What was strange about sitting there in a hotel bar waiting for the coffee to brew surrounded by sullen men eating dinner alone was how old that January day in Pasadena thirty-six years ago looked. I remember exactly where I was when I saw it. I was in seventh grade and I was alone in my friend A.J.'s home. He had been picked up by his father earlier. A.J. and his little brother Nick lived with their mother, who recently had divorced his dad, in a condo across the street from Fisher Junior High in Los Gatos, California. My father was supposed to have picked me up at the same time, but he was a no show. A.J.'s mother waited around for my father to arrive, but she had a place she had to be; so slightly agitated because she didn't want to leave me alone, she too left. By the time the first quarter kicked off I was sitting alone watching the Super Bowl on a small color TV next to the kitchen table.

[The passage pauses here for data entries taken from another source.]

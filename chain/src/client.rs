//! High-level chain client: typed reads with a short-lived cache, and
//! signed transaction submission with bounded retries.

use std::{
	collections::HashMap,
	sync::{Arc, Mutex},
	time::{Duration, Instant},
};

use serde::Serialize;
use serde_json::{json, Value};

use daas_primitives::{NodeId, StakeInfo, StakeStatus, WalletAddress};

use crate::{
	error::ChainError,
	events::{str_field, u64_field},
	retrier::{with_retries, BackoffPolicy, RequestLog},
	rpc::{ChainRpcApi, TransactionResponse},
	signer::ChainSigner,
};

/// Read results are cached briefly to absorb bursts (one kubectl request
/// fans out to several authenticator lookups).
const READ_CACHE_TTL: Duration = Duration::from_secs(15);

const STAKE_TYPE_TAG: &str = "registry::Stake";
const WORKER_TYPE_TAG: &str = "registry::Worker";

/// A call into the registry contract, serialized into the canonical
/// transaction bytes that get signed.
#[derive(Debug, Clone, Serialize)]
pub struct ContractCall {
	pub package: String,
	pub module: String,
	pub function: String,
	pub arguments: Vec<Value>,
}

impl ContractCall {
	pub fn name(&self) -> String {
		format!("{}::{}", self.module, self.function)
	}
}

/// On-chain view of a worker, as read back from the registry contract.
#[derive(Debug, Clone, PartialEq, Eq)]
pub struct WorkerProjection {
	pub node_id: NodeId,
	pub wallet: WalletAddress,
	pub stake_amount: u64,
	pub status: StakeStatus,
}

#[derive(Debug, Clone, Copy, PartialEq, Eq, Hash)]
enum ReadKind {
	Stake,
	Worker,
}

pub struct ChainClient<Rpc> {
	rpc: Rpc,
	signer: Arc<ChainSigner>,
	backoff: BackoffPolicy,
	read_cache_ttl: Duration,
	read_cache: Mutex<HashMap<(ReadKind, String), (Instant, Value)>>,
}

impl<Rpc: ChainRpcApi> ChainClient<Rpc> {
	pub fn new(rpc: Rpc, signer: Arc<ChainSigner>) -> Self {
		Self {
			rpc,
			signer,
			backoff: BackoffPolicy::default(),
			read_cache_ttl: READ_CACHE_TTL,
			read_cache: Mutex::new(HashMap::new()),
		}
	}

	#[cfg(any(test, feature = "test-utils"))]
	pub fn with_read_cache_ttl(mut self, ttl: Duration) -> Self {
		self.read_cache_ttl = ttl;
		self
	}

	#[cfg(any(test, feature = "test-utils"))]
	pub fn with_backoff(mut self, backoff: BackoffPolicy) -> Self {
		self.backoff = backoff;
		self
	}

	pub fn signer(&self) -> &ChainSigner {
		&self.signer
	}

	/// The stake object owned by `wallet`, or `None` when the wallet has
	/// never staked.
	pub async fn get_stake(
		&self,
		wallet: &WalletAddress,
	) -> Result<Option<StakeInfo>, ChainError> {
		let objects = self
			.cached_read(ReadKind::Stake, &wallet.0, || async {
				self.rpc
					.read_objects_by_type(STAKE_TYPE_TAG, json!({ "owner": wallet.0 }))
					.await
					.map(Value::Array)
			})
			.await?;
		match objects.as_array().and_then(|objects| objects.first()) {
			None => Ok(None),
			Some(object) => parse_stake(object).map(Some),
		}
	}

	/// The registry contract's view of a worker, or `None` if unknown.
	pub async fn get_worker(
		&self,
		node_id: &NodeId,
	) -> Result<Option<WorkerProjection>, ChainError> {
		let objects = self
			.cached_read(ReadKind::Worker, &node_id.0, || async {
				self.rpc
					.read_objects_by_type(WORKER_TYPE_TAG, json!({ "node_id": node_id.0 }))
					.await
					.map(Value::Array)
			})
			.await?;
		match objects.as_array().and_then(|objects| objects.first()) {
			None => Ok(None),
			Some(object) => parse_worker(object).map(Some),
		}
	}

	/// Sign and submit a contract call, retrying transient failures with
	/// the crate's backoff policy. Signing happens entirely inside the
	/// signer; callers never see key material.
	pub async fn execute(
		&self,
		call: ContractCall,
		gas_budget: u64,
	) -> Result<TransactionResponse, ChainError> {
		let canonical_tx = json!({
			"sender": self.signer.address(),
			"call": call,
			"gas_budget": gas_budget,
		});
		let tx_bytes = serde_json::to_vec(&canonical_tx)
			.map_err(|e| ChainError::Transient(e.into()))?;
		let signature = self.signer.sign(&tx_bytes);

		let log = RequestLog::new("execute_transaction", Some(call.name()));
		with_retries(self.backoff, log, || {
			let tx_bytes = tx_bytes.clone();
			let signatures = vec![signature.clone()];
			async move { self.rpc.execute_transaction(tx_bytes, signatures).await }
		})
		.await
	}

	async fn cached_read<F, Fut>(
		&self,
		kind: ReadKind,
		key: &str,
		fetch: F,
	) -> Result<Value, ChainError>
	where
		F: FnOnce() -> Fut,
		Fut: std::future::Future<Output = anyhow::Result<Value>>,
	{
		if let Some(value) = {
			let cache = self.read_cache.lock().expect("read cache lock");
			cache.get(&(kind, key.to_string())).and_then(|(inserted_at, value)| {
				(inserted_at.elapsed() < self.read_cache_ttl).then(|| value.clone())
			})
		} {
			return Ok(value);
		}

		let value = fetch().await.map_err(ChainError::classify)?;
		self.read_cache
			.lock()
			.expect("read cache lock")
			.insert((kind, key.to_string()), (Instant::now(), value.clone()));
		Ok(value)
	}
}

fn parse_stake(object: &Value) -> Result<StakeInfo, ChainError> {
	let fields = object.get("fields").unwrap_or(object);
	(|| -> anyhow::Result<StakeInfo> {
		Ok(StakeInfo {
			amount: u64_field(fields, "amount")?,
			status: parse_status(str_field(fields, "status")?)?,
			last_update: u64_field(fields, "last_update").unwrap_or(0),
		})
	})()
	.map_err(|e| ChainError::Transient(e.context("malformed stake object")))
}

fn parse_worker(object: &Value) -> Result<WorkerProjection, ChainError> {
	let fields = object.get("fields").unwrap_or(object);
	(|| -> anyhow::Result<WorkerProjection> {
		Ok(WorkerProjection {
			node_id: NodeId(str_field(fields, "node_id")?.to_string()),
			wallet: WalletAddress(str_field(fields, "wallet_address")?.to_string()),
			stake_amount: u64_field(fields, "stake_amount")?,
			status: parse_status(str_field(fields, "status")?)?,
		})
	})()
	.map_err(|e| ChainError::Transient(e.context("malformed worker object")))
}

fn parse_status(status: &str) -> anyhow::Result<StakeStatus> {
	serde_json::from_value(Value::String(status.to_string()))
		.map_err(|_| anyhow::anyhow!("unknown stake status '{status}'"))
}

#[cfg(test)]
mod tests {
	use super::*;
	use crate::rpc::MockChainRpcApi;
	use std::sync::atomic::{AtomicU32, Ordering};

	fn fast_backoff() -> BackoffPolicy {
		BackoffPolicy {
			base_delay: Duration::from_millis(1),
			max_delay: Duration::from_millis(2),
			jitter: 0.0,
			max_attempts: 5,
		}
	}

	fn stake_object(amount: u64, status: &str) -> Value {
		json!({ "fields": { "amount": amount, "status": status, "last_update": 1700000000u64 } })
	}

	fn client(rpc: MockChainRpcApi) -> ChainClient<MockChainRpcApi> {
		ChainClient::new(rpc, Arc::new(ChainSigner::generate())).with_backoff(fast_backoff())
	}

	#[tokio::test]
	async fn get_stake_parses_and_caches() {
		let mut rpc = MockChainRpcApi::new();
		rpc.expect_read_objects_by_type()
			.times(1)
			.returning(|_, _| Ok(vec![stake_object(2_000_000_000, "active")]));
		let client = client(rpc);

		let wallet = WalletAddress::from("0xabc");
		let expected = StakeInfo {
			amount: 2_000_000_000,
			status: StakeStatus::Active,
			last_update: 1_700_000_000,
		};
		assert_eq!(client.get_stake(&wallet).await.unwrap(), Some(expected.clone()));
		// Served from the read cache; the mock would panic on a second call.
		assert_eq!(client.get_stake(&wallet).await.unwrap(), Some(expected));
	}

	#[tokio::test]
	async fn get_stake_missing_object_is_none() {
		let mut rpc = MockChainRpcApi::new();
		rpc.expect_read_objects_by_type().times(1).returning(|_, _| Ok(vec![]));
		assert_eq!(
			client(rpc).get_stake(&WalletAddress::from("0xnope")).await.unwrap(),
			None
		);
	}

	#[tokio::test]
	async fn expired_cache_entries_are_refetched() {
		let mut rpc = MockChainRpcApi::new();
		rpc.expect_read_objects_by_type()
			.times(2)
			.returning(|_, _| Ok(vec![stake_object(1, "active")]));
		let client = ChainClient::new(rpc, Arc::new(ChainSigner::generate()))
			.with_read_cache_ttl(Duration::ZERO);

		let wallet = WalletAddress::from("0xabc");
		client.get_stake(&wallet).await.unwrap();
		client.get_stake(&wallet).await.unwrap();
	}

	#[tokio::test]
	async fn execute_retries_transient_then_succeeds() {
		utilities::testing::init_test_logger();
		let attempts = Arc::new(AtomicU32::new(0));
		let seen = attempts.clone();
		let mut rpc = MockChainRpcApi::new();
		rpc.expect_execute_transaction().times(3).returning(move |_, _| {
			if seen.fetch_add(1, Ordering::Relaxed) < 2 {
				Err(ChainError::Transient(anyhow::anyhow!("rpc unreachable")))
			} else {
				Ok(TransactionResponse {
					digest: "0xdigest".to_string(),
					effects: Value::Null,
					created_objects: vec![],
				})
			}
		});

		let response = client(rpc)
			.execute(
				ContractCall {
					package: "0x77aa".into(),
					module: "registry".into(),
					function: "stake_entry".into(),
					arguments: vec![json!("w1")],
				},
				10_000,
			)
			.await
			.unwrap();
		assert_eq!(response.digest, "0xdigest");
		assert_eq!(attempts.load(Ordering::Relaxed), 3);
	}

	#[tokio::test]
	async fn execute_does_not_retry_contract_aborts() {
		let mut rpc = MockChainRpcApi::new();
		rpc.expect_execute_transaction()
			.times(1)
			.returning(|_, _| Err(ChainError::ContractAbort(9)));

		let result = client(rpc)
			.execute(
				ContractCall {
					package: "0x77aa".into(),
					module: "registry".into(),
					function: "stake_entry".into(),
					arguments: vec![],
				},
				10_000,
			)
			.await;
		assert!(matches!(result, Err(ChainError::ContractAbort(9))));
	}

	#[tokio::test]
	async fn worker_projection_parses_status() {
		let mut rpc = MockChainRpcApi::new();
		rpc.expect_read_objects_by_type().times(1).returning(|_, _| {
			Ok(vec![json!({ "fields": {
				"node_id": "w1",
				"wallet_address": "0xabc",
				"stake_amount": "2000000000",
				"status": "slashed",
			}})])
		});

		let worker =
			client(rpc).get_worker(&NodeId::from("w1")).await.unwrap().unwrap();
		assert_eq!(worker.status, StakeStatus::Slashed);
		assert_eq!(worker.stake_amount, 2_000_000_000);
	}
}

The condo was new. Marge, A.J.'s mother, was an interior decorator. Everything was new; everything was shiny and suburban 1970s solid. On television the Rose Bowl grass seemed unbelievably brilliant and perfect. It was a beautiful sunny day both outside and on TV. The Raiders and Vikings uniforms looked crisp and cutting edge. I remember Biletnikoff's catches and Clarence Davis' runs; I remember the Vikings getting steamrollered. Those are the images I still hold in my head. Yet there I was four decades later looking at the same images and they looked truly dated, ancient, from another era, buried beneath an ocean of time.
The nice young waitress brought out the fresh pot of coffee and filled my stainless steel travel mug. She insisted there was no charge, but I left two dollars on the table. And then, as Sammy White jogged up to the line of scrimmage, I turned my back on this little happenstance Saturday night collision with Geistesgeschichte.